───── DATA PROVIDED
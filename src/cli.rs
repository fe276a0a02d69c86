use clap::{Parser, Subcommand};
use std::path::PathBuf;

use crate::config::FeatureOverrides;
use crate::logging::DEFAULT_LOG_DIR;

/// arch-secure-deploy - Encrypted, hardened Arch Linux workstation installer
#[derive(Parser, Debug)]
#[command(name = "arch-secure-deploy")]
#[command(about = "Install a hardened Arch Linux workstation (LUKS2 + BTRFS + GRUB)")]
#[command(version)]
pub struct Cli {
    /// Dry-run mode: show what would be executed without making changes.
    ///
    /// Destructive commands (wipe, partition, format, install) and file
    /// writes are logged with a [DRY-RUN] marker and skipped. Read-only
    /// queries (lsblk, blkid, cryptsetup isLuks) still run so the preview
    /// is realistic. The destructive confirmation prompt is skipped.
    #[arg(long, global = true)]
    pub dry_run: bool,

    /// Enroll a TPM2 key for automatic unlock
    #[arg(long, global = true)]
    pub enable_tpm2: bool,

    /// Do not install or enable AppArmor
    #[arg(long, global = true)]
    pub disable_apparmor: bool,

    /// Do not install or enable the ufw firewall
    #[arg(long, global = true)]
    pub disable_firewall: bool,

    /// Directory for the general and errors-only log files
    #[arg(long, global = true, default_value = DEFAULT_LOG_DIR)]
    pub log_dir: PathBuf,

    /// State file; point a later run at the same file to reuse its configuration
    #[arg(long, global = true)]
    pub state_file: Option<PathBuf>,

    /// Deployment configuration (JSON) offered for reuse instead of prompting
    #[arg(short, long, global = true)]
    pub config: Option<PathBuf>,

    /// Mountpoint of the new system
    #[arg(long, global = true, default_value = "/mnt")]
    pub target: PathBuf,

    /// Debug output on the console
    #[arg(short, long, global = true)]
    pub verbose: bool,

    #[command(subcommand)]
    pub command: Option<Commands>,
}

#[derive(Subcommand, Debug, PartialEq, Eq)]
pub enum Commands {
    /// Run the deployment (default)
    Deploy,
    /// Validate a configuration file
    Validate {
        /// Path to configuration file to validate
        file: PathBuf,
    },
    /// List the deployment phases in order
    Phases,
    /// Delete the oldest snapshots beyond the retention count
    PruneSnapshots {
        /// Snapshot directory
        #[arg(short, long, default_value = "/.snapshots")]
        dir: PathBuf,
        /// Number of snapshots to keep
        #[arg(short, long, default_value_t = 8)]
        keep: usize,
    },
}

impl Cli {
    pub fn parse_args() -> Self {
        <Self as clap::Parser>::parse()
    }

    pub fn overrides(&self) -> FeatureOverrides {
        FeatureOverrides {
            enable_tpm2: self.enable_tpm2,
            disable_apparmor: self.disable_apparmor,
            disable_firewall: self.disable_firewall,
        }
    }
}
──────────
───── DATA PROVIDED
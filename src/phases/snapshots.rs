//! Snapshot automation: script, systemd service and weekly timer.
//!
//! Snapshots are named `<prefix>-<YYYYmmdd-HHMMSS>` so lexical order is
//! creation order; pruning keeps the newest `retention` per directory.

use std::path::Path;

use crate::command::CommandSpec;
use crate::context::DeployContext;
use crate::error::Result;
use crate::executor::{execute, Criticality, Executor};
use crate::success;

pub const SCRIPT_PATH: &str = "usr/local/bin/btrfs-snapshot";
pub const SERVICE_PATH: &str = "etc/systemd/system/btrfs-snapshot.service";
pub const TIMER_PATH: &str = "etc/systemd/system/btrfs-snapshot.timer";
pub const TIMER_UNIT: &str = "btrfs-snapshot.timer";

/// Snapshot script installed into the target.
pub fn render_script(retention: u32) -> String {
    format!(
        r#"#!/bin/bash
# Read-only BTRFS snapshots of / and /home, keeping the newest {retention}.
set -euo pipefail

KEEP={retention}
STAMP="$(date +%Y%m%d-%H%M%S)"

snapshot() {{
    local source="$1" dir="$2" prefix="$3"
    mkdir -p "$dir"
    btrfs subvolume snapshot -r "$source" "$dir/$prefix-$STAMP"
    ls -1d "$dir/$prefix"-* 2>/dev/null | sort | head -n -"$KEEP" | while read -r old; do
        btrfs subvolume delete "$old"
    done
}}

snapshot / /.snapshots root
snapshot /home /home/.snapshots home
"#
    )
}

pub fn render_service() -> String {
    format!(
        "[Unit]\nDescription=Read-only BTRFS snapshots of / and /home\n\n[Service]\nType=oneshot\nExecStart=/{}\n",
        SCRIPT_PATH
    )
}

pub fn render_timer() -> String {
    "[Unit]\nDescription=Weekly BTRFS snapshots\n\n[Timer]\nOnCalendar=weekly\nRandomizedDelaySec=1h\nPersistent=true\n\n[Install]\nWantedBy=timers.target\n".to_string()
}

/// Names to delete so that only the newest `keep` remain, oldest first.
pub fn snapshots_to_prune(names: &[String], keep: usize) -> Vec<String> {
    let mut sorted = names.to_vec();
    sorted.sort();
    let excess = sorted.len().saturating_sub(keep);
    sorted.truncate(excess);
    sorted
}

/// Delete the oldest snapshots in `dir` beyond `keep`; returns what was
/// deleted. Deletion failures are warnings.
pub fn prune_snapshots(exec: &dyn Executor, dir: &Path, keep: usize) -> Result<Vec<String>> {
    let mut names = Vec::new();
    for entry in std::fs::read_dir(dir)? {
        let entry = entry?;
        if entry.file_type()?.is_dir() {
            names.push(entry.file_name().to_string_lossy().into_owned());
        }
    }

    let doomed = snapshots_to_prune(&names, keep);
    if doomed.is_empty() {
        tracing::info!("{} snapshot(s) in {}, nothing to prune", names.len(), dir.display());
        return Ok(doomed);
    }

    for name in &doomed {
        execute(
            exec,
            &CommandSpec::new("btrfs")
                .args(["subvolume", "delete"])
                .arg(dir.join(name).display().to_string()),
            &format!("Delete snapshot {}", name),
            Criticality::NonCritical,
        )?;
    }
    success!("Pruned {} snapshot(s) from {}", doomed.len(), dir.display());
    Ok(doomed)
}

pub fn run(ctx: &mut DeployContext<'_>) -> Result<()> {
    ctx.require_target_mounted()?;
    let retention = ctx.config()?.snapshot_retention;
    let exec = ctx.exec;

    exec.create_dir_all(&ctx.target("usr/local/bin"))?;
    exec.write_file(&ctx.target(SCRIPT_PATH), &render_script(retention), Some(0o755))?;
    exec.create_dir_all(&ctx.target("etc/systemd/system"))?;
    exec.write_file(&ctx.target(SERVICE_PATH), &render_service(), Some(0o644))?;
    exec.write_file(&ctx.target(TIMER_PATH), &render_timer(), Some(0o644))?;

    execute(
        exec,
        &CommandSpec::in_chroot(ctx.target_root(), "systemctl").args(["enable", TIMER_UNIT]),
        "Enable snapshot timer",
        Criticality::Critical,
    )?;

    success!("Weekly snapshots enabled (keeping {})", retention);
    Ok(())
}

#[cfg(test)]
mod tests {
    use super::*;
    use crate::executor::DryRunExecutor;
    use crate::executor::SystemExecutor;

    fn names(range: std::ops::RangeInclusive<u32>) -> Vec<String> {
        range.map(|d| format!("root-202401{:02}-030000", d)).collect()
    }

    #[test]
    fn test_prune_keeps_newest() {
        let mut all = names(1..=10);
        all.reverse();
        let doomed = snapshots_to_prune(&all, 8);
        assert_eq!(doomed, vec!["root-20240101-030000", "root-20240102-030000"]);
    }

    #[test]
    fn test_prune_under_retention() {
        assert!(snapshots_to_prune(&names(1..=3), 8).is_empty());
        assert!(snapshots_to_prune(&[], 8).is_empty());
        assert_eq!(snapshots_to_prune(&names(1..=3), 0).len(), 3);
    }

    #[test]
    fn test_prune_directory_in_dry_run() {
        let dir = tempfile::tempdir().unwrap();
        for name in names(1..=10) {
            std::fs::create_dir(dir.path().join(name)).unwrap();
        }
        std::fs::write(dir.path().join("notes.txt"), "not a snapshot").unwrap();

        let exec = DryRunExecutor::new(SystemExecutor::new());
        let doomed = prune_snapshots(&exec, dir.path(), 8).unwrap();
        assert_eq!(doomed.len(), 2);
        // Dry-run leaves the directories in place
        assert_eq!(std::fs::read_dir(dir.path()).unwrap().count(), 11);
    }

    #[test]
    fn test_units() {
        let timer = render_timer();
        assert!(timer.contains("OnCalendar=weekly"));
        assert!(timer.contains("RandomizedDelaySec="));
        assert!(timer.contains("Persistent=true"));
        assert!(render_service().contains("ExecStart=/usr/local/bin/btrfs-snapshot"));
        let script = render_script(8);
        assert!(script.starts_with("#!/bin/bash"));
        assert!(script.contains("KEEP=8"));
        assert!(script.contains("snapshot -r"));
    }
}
──────────
◆ **TASK INSTRUCTIONS**
Count how many lines in the data contain the word "Some". Reply with that number only.

◆ **ANSWER TO THE PROBLEM**
3